Twitter and Facebook froze President Donald Trump’s accounts to discourage the extremists who broke into the Capitol Building – but was it too little, too late?
On 30 September, 2020, President Trump signalled to a White nationalist group that he would need them soon: “Proud boys, stand back and stand by.” Yesterday (6 January), scenes of violence flooded screens across the world, as a mob of pro-Trump extremists broke into the Capitol Building in an attempt to “reverse” the election results. Among them, Proud Boys, holocaust-supporters, individuals waving confederate flags, and QAnon supporters.
These disturbing and surreal scenes overshadowed the Democratic wins in Georgia, and drew the attention of a global audience. Senators were busy debating and then voting to seal President-Elect Joe Biden as the incoming 46th Commander-in-Chief, when police forces outside were overwhelmed by a pro-Trump mob. The crowd surged forward, and forced their way into the building – which they would roam for a further two hours, until a combined force of FBI and National Guard secured the building.
Currently, four people have died. One of those individuals suffered a fatal shooting, while the other three are described as medical emergencies. There have been only 52 arrests, with 26 arrested for entering the Capitol and 4 arrested for unlicensed firearms.
Many commentators are pointing out that there was a significant lack of police brutality, even in the face of extremists planting three bombs around the building.
President Elect Joe Biden commented: “This is not dissent. It is disorder. It is chaos. It borders on sedition. And it must end. Now … To storm the Capitol, to smash windows, to occupy offices, and to threaten the safety of duly elected officials is not protest. It is insurrection.”
The slow-burn of constant misinformation
At midday (GMT), the 12-hour freeze put in place on President Trump’s twitter was lifted. According to Twitter CEO Jack Dorsey, if the President tweets words that could incite further violence, his account will be locked again. President Elect Joe Biden has now been confirmed as the 46th, after Senators returned to the floor yesterday evening.
As a result of the unprecedented and ongoing violent situation in Washington, D.C., we have required the removal of three @realDonaldTrump Tweets that were posted earlier today for repeated and severe violations of our Civic Integrity policy. https://t.co/k6OkjNG3bM
— Twitter Safety (@TwitterSafety) January 7, 2021
Before the breach, President Trump tweeted several statements about the possibility of changing the election results:
The States want to redo their votes. They found out they voted on a FRAUD. Legislatures never approved. Let them do it. BE STRONG!
— Donald J. Trump (@realDonaldTrump) January 6, 2021
While they were immediately marked with the disclaimer of misinformation, critics and commentators are questioning how social media giants acted yesterday. Was there an earlier point of intervention, that could have decreased the violence of the Capitol breach?

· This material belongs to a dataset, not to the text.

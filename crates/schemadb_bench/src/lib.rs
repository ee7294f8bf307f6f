//! Shared helpers for the SchemaDB benchmarks.

#![deny(unsafe_code)]

pub mod utils;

Social media as a hyper-subjective reality
In the contemporary climate, social media creates functional realities for politics. When there is a theory like anti-vaccination or holocaust denialism, it can circulate between individuals without any checks and balances, picking up only confirmatory ideas from third parties. This algorithm problem creates a highly subjective loop, which is traditionally how social media functions – you like something, it brings you more of the same – but more than ever, is presenting huge issues for how democracy functions.
Facebook had even implemented a better algorithm for the time of the US Election – they would boost news from “authoritative sources” to everyone’s feeds, as opposed to hyper-partisan ideas that are usually shared in the run-up to a vote. On 16 December, considering the post-Election period to be over, Facebook reverted back to their normal algorithms.
Facebook’s history with violence
Facebook and Twitter have both faced a lot of criticism for their histories with misinformation. Facebook faced direct blame for a situation of misinformation that contributed to a genocide in Myanmar, as posts from the military there supported the dehumanisation of Rohingya Muslims – blaming them for sexual assaults and attacks on Buddhist women. The result is evident today, in the ongoing physical attack on this ethnic group from the controlling party of Myanmar. This digital campaign of rumours and theories, according to the NYT, has been ongoing for roughly five years.
The combination of hatred, election denialism and paranoia that led to the attack on the Senate followed a similar playbook, fed from a similarly authoritative source – President Trump himself.
UK Prime Minister Boris Johnson commented: “Disgraceful scenes in U.S. Congress. The United States stands for democracy around the world and it is now vital that there should be a peaceful and orderly transfer of power.”
While Facebook and Twitter both acted to lock the account and will face scrutiny for how events unfolded on 6 January, there are more substantial ideas about using the 25th Amendment – even from formerly quiet Republicans. With two weeks left till inauguration day, will Congress move to prevent the President from further incitement of violence?